Skellig Islands, Ireland.

The Force Awakens’ epic final scene was filmed in the Skellig Islands. To film this part of the movie, a no-fly zone was established to keep gossipy journalists from leaking and spreading spoilers about the ending. You can go there with a friend to reenact the moment Rey meets Luke and take some amazing pictures, but it’s a pretty inhospitable place, so be careful.

Tikal, Guatemala.

Star Wars’ portrayal of time is probably the most interesting aspect of the films (the whole story happened in the past, you know?). So an ancient site like the Mayan temple of Tikal is a wonderful choice among the futuristic esthetic that most sci-fi films are supposed to have.

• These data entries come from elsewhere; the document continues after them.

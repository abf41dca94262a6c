//! Chunk planning
//!
//! Decides how a repository is cut into chunks for analysis:
//! - everything that fits the budget becomes one chunk
//! - all-COBOL repositories are split along divisions, sections and paragraphs
//! - anything else is grouped into semantic buckets, and buckets that exceed
//!   the budget are packed into parts, with oversized files split on their own

pub mod boundary;
pub mod builder;
pub mod ranking;
pub mod similarity;

pub use boundary::{Boundary, BoundaryLevel, BoundaryMap, detect_boundaries};
pub use builder::{FileChunker, Segment, SegmentBuilder};
pub use ranking::{FileBucket, ImportanceRanker};
pub use similarity::{SimilarityGrouper, TfidfVectorizer, cosine_similarity};

use crate::config::{ChunkingConfig, Config, RankingConfig};
use crate::error::ChunkingError;
use crate::tokenizer::{TokenEstimator, estimator_from_config};
use crate::types::{Chunk, ChunkMember, ChunkPlan, SourceFile};
use rayon::prelude::*;
use std::collections::HashMap;
use std::sync::Arc;

const REPOSITORY_BANNER: &str = "=== COMPLETE REPOSITORY ANALYSIS ===";

/// Estimated cost of one file inside a multi-file chunk
#[derive(Debug, Clone, Copy)]
struct Entry<'a> {
    file: &'a SourceFile,
    /// Header plus content plus separator
    tokens: usize,
}

/// Turns a set of source files into a [`ChunkPlan`]
pub struct ChunkPlanner {
    estimator: Arc<dyn TokenEstimator>,
    config: ChunkingConfig,
    ranker: ImportanceRanker,
    file_chunker: FileChunker,
}

impl ChunkPlanner {
    pub fn new(
        estimator: Arc<dyn TokenEstimator>,
        config: ChunkingConfig,
        ranking: RankingConfig,
    ) -> Self {
        Self {
            file_chunker: FileChunker::new(estimator.clone(), config.clone()),
            ranker: ImportanceRanker::new(ranking),
            estimator,
            config,
        }
    }

    pub fn from_config(config: &Config) -> Self {
        Self::new(
            estimator_from_config(&config.tokenizer),
            config.chunking.clone(),
            config.ranking.clone(),
        )
    }

    pub fn estimator(&self) -> &Arc<dyn TokenEstimator> {
        &self.estimator
    }

    pub fn ranker(&self) -> &ImportanceRanker {
        &self.ranker
    }

    /// Plan chunks for `files`
    ///
    /// Chunks are numbered from 1 across the whole plan.
    pub fn plan(&self, files: &[SourceFile]) -> Result<ChunkPlan, ChunkingError> {
        if files.is_empty() {
            return Err(ChunkingError::EmptyInput);
        }
        if self.config.max_tokens == 0 {
            return Err(ChunkingError::InvalidBudget(
                "max_tokens must be greater than 0".to_string(),
            ));
        }

        let entries: Vec<Entry<'_>> = files
            .par_iter()
            .map(|file| Entry {
                file,
                tokens: self.estimator.estimate(&file_header(file))
                    + self.estimator.estimate(&file.content)
                    + self.estimator.estimate("\n\n"),
            })
            .collect();
        let total: usize = entries.iter().map(|e| e.tokens).sum();

        tracing::info!(
            "Planning {} files, ~{} tokens against a budget of {}",
            files.len(),
            total,
            self.config.max_tokens
        );

        if total <= self.config.max_tokens
            && let Some(chunk) = self.single_chunk(files)
        {
            tracing::info!("Repository fits in a single chunk ({} tokens)", chunk.token_count);
            return Ok(ChunkPlan::Single(chunk));
        }

        if files.iter().all(|f| f.is_cobol()) {
            let chunks = self.structured_chunks(files)?;
            tracing::info!("Created {} COBOL structured chunks", chunks.len());
            return Ok(ChunkPlan::Structured(renumber(chunks), "cobol".to_string()));
        }

        let by_path: HashMap<&str, Entry<'_>> =
            entries.iter().map(|e| (e.file.path.as_str(), *e)).collect();

        let mut chunks = Vec::new();
        for (bucket, members) in self.ranker.group(files) {
            let members: Vec<Entry<'_>> = members
                .into_iter()
                .filter_map(|file| by_path.get(file.path.as_str()).copied())
                .collect();
            chunks.extend(self.bucket_chunks(bucket, &members)?);
        }

        tracing::info!("Created {} chunks from file groups", chunks.len());
        Ok(ChunkPlan::Multi(renumber(chunks)))
    }

    /// The whole repository as one chunk, if its rendering fits the budget
    fn single_chunk(&self, files: &[SourceFile]) -> Option<Chunk> {
        let chunk = match files {
            [file] if file.is_cobol() => self.file_chunker.whole_file(file),
            _ => {
                let ranked = self.ranker.rank(files);
                self.files_chunk(REPOSITORY_BANNER, &ranked, None)
            }
        };
        (chunk.token_count <= self.config.max_tokens).then_some(chunk)
    }

    fn structured_chunks(&self, files: &[SourceFile]) -> Result<Vec<Chunk>, ChunkingError> {
        let mut chunks = Vec::new();
        for file in files {
            let whole = self.file_chunker.whole_file(file);
            if whole.token_count <= self.config.max_tokens {
                chunks.push(whole);
            } else {
                chunks.extend(self.file_chunker.chunk_file(file)?);
            }
        }
        Ok(chunks)
    }

    fn bucket_chunks(
        &self,
        bucket: FileBucket,
        members: &[Entry<'_>],
    ) -> Result<Vec<Chunk>, ChunkingError> {
        let budget = self.config.max_tokens as f64;
        let fill_limit = (budget * self.config.group_fill_ratio) as usize;
        // A file no part can hold is split on its own whatever the ratios say
        let large_limit = ((budget * self.config.large_file_ratio) as usize).min(fill_limit);
        let group_name = bucket.as_str().to_uppercase();

        let group_tokens: usize = members.iter().map(|e| e.tokens).sum();
        if group_tokens <= fill_limit {
            let files: Vec<&SourceFile> = members.iter().map(|e| e.file).collect();
            let banner = format!("=== {} FILES GROUP ===", group_name);
            return Ok(vec![self.files_chunk(&banner, &files, Some(bucket))]);
        }

        tracing::debug!(
            "Splitting {} group ({} files, ~{} tokens)",
            bucket,
            members.len(),
            group_tokens
        );

        let mut parts = PartWriter {
            bucket,
            group_name,
            number: 1,
            chunks: Vec::new(),
        };
        let mut current: Vec<&SourceFile> = Vec::new();
        let mut current_tokens = 0;

        for entry in members {
            if entry.tokens > large_limit {
                parts.flush(self, &mut current);
                current_tokens = 0;

                let pieces = self.file_chunker.chunk_file(entry.file)?;
                parts.number += pieces.len();
                parts.chunks.extend(pieces);
            } else if current_tokens + entry.tokens > fill_limit {
                parts.flush(self, &mut current);
                current.push(entry.file);
                current_tokens = entry.tokens;
            } else {
                current.push(entry.file);
                current_tokens += entry.tokens;
            }
        }
        parts.flush(self, &mut current);

        Ok(parts.chunks)
    }

    /// Several whole files under one banner
    fn files_chunk(&self, banner: &str, files: &[&SourceFile], bucket: Option<FileBucket>) -> Chunk {
        let mut content = format!("{}\n\n", banner);
        for file in files {
            content.push_str(&file_header(file));
            content.push_str(&file.content);
            content.push_str("\n\n");
        }

        Chunk {
            sequence: 1,
            token_count: self.estimator.estimate(&content),
            content,
            members: files
                .iter()
                .map(|file| ChunkMember {
                    path: file.path.clone(),
                    language: file.language.clone(),
                    start_line: 1,
                    end_line: file.lines,
                    overlap_lines: 0,
                })
                .collect(),
            label: bucket.map(|b| b.as_str().to_string()),
        }
    }
}

/// Numbered parts of one oversized bucket
struct PartWriter {
    bucket: FileBucket,
    group_name: String,
    number: usize,
    chunks: Vec<Chunk>,
}

impl PartWriter {
    fn flush(&mut self, planner: &ChunkPlanner, files: &mut Vec<&SourceFile>) {
        if files.is_empty() {
            return;
        }
        let banner = format!("=== {} GROUP - PART {} ===", self.group_name, self.number);
        self.chunks
            .push(planner.files_chunk(&banner, files, Some(self.bucket)));
        self.number += 1;
        files.clear();
    }
}

fn file_header(file: &SourceFile) -> String {
    format!("\n--- File: {} ({}) ---\n", file.path, file.language)
}

fn renumber(mut chunks: Vec<Chunk>) -> Vec<Chunk> {
    for (index, chunk) in chunks.iter_mut().enumerate() {
        chunk.sequence = index + 1;
    }
    chunks
}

The temple gives the Yavin IV Rebel Base (of the 1977 film) an anachronistic look, which successfully evades the esthetic of science fiction movies that, thanks to repetition, may look pretty old by now.

Matmata, Tunisia.

Matmata is the setting for Tatooine in Episode IV: A New Hope. On a dangerously hilarious note, Star Wars almost started an actual war during the shooting in Tunisia. The Libyan government had to ask George Lucas to remove the “massive military vehicle” (the Jawa sandcrawler) from the border because they were receiving threats of retaliation. If you plan to take a tour through Star Wars’ shooting locations, try not to start any fuss while doing so.


Scenes from Rogue One were filmed in Iceland. By now we know that a lot of places on Earth look quite otherworldly, but Icelandic landscapes definitely have something that attracts the producers of sci-fi films. This Nordic island has also been the chosen location for movies like Interstellar and Prometheus. So if you’re a fan of all these films, Iceland is an obvious choice for your travels as a movie buff.


Sometimes, to truly appreciate something we already love, we need to take a deep dive into it in multiple ways. You can stay home and read plenty of curious facts and anecdotes about the filming process of the Star Wars movies, or you can leave your house and do the same thing while standing right there, where the iconic scenes were filmed.